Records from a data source
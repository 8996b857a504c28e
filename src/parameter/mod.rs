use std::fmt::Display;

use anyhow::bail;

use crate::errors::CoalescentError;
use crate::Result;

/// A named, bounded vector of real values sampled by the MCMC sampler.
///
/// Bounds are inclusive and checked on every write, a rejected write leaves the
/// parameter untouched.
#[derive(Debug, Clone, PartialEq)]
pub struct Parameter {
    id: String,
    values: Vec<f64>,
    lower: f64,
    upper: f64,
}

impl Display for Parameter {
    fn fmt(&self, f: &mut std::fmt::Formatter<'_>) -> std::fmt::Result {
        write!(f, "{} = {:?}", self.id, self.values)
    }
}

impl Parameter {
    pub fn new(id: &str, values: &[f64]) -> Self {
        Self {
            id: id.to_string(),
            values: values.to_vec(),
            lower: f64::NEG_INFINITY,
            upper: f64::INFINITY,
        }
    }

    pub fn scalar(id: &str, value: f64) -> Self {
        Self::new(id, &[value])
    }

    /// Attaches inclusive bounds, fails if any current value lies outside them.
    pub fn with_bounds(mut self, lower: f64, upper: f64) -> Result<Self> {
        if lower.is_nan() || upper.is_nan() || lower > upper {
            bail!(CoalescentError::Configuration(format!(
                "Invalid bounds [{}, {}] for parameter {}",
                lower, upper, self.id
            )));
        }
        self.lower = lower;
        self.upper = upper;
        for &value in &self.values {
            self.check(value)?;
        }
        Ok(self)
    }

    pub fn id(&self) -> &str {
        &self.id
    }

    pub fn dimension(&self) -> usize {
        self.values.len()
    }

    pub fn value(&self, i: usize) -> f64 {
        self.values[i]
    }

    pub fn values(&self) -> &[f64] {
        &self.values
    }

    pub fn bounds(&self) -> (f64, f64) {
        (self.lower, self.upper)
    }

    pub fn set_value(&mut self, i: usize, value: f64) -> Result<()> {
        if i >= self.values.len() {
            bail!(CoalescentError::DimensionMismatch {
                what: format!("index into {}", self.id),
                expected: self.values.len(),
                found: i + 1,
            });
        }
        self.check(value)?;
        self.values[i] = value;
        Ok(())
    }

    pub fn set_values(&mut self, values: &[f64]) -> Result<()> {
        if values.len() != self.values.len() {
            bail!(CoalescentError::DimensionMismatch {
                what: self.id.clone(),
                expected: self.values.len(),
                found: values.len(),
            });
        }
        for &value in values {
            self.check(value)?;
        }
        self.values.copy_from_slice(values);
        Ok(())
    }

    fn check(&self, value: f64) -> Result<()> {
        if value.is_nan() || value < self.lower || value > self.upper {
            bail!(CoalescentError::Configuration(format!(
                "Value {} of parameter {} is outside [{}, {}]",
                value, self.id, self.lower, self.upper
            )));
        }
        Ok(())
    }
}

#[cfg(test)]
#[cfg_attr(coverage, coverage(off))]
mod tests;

_PROBLEM TO WORK ON_:
Give back the data exactly.

_EXERCISE OUTPUT_:
repository 8996b857a504c28e
filename src/parameter/mod.rs
use std::fmt::Display;

use anyhow::bail;

use crate::errors::CoalescentError;
use crate::Result;

/// A named, bounded vector of real values sampled by the MCMC sampler.
///
/// Bounds are inclusive and checked on every write, a rejected write leaves the
/// parameter untouched.
#[derive(Debug, Clone, PartialEq)]
pub struct Parameter {
    id: String,
    values: Vec<f64>,
    lower: f64,
    upper: f64,
}

impl Display for Parameter {
    fn fmt(&self, f: &mut std::fmt::Formatter<'_>) -> std::fmt::Result {
        write!(f, "{} = {:?}", self.id, self.values)
    }
}

impl Parameter {
    pub fn new(id: &str, values: &[f64]) -> Self {
        Self {
            id: id.to_string(),
            values: values.to_vec(),
            lower: f64::NEG_INFINITY,
            upper: f64::INFINITY,
        }
    }

    pub fn scalar(id: &str, value: f64) -> Self {
        Self::new(id, &[value])
    }

    /// Attaches inclusive bounds, fails if any current value lies outside them.
    pub fn with_bounds(mut self, lower: f64, upper: f64) -> Result<Self> {
        if lower.is_nan() || upper.is_nan() || lower > upper {
            bail!(CoalescentError::Configuration(format!(
                "Invalid bounds [{}, {}] for parameter {}",
                lower, upper, self.id
            )));
        }
        self.lower = lower;
        self.upper = upper;
        for &value in &self.values {
            self.check(value)?;
        }
        Ok(self)
    }

    pub fn id(&self) -> &str {
        &self.id
    }

    pub fn dimension(&self) -> usize {
        self.values.len()
    }

    pub fn value(&self, i: usize) -> f64 {
        self.values[i]
    }

    pub fn values(&self) -> &[f64] {
        &self.values
    }

    pub fn bounds(&self) -> (f64, f64) {
        (self.lower, self.upper)
    }

    pub fn set_value(&mut self, i: usize, value: f64) -> Result<()> {
        if i >= self.values.len() {
            bail!(CoalescentError::DimensionMismatch {
                what: format!("index into {}", self.id),
                expected: self.values.len(),
                found: i + 1,
            });
        }
        self.check(value)?;
        self.values[i] = value;
        Ok(())
    }

    pub fn set_values(&mut self, values: &[f64]) -> Result<()> {
        if values.len() != self.values.len() {
            bail!(CoalescentError::DimensionMismatch {
                what: self.id.clone(),
                expected: self.values.len(),
                found: values.len(),
            });
        }
        for &value in values {
            self.check(value)?;
        }
        self.values.copy_from_slice(values);
        Ok(())
    }

    fn check(&self, value: f64) -> Result<()> {
        if value.is_nan() || value < self.lower || value > self.upper {
            bail!(CoalescentError::Configuration(format!(
                "Value {} of parameter {} is outside [{}, {}]",
                value, self.id, self.lower, self.upper
            )));
        }
        Ok(())
    }
}

#[cfg(test)]
#[cfg_attr(coverage, coverage(off))]
mod tests;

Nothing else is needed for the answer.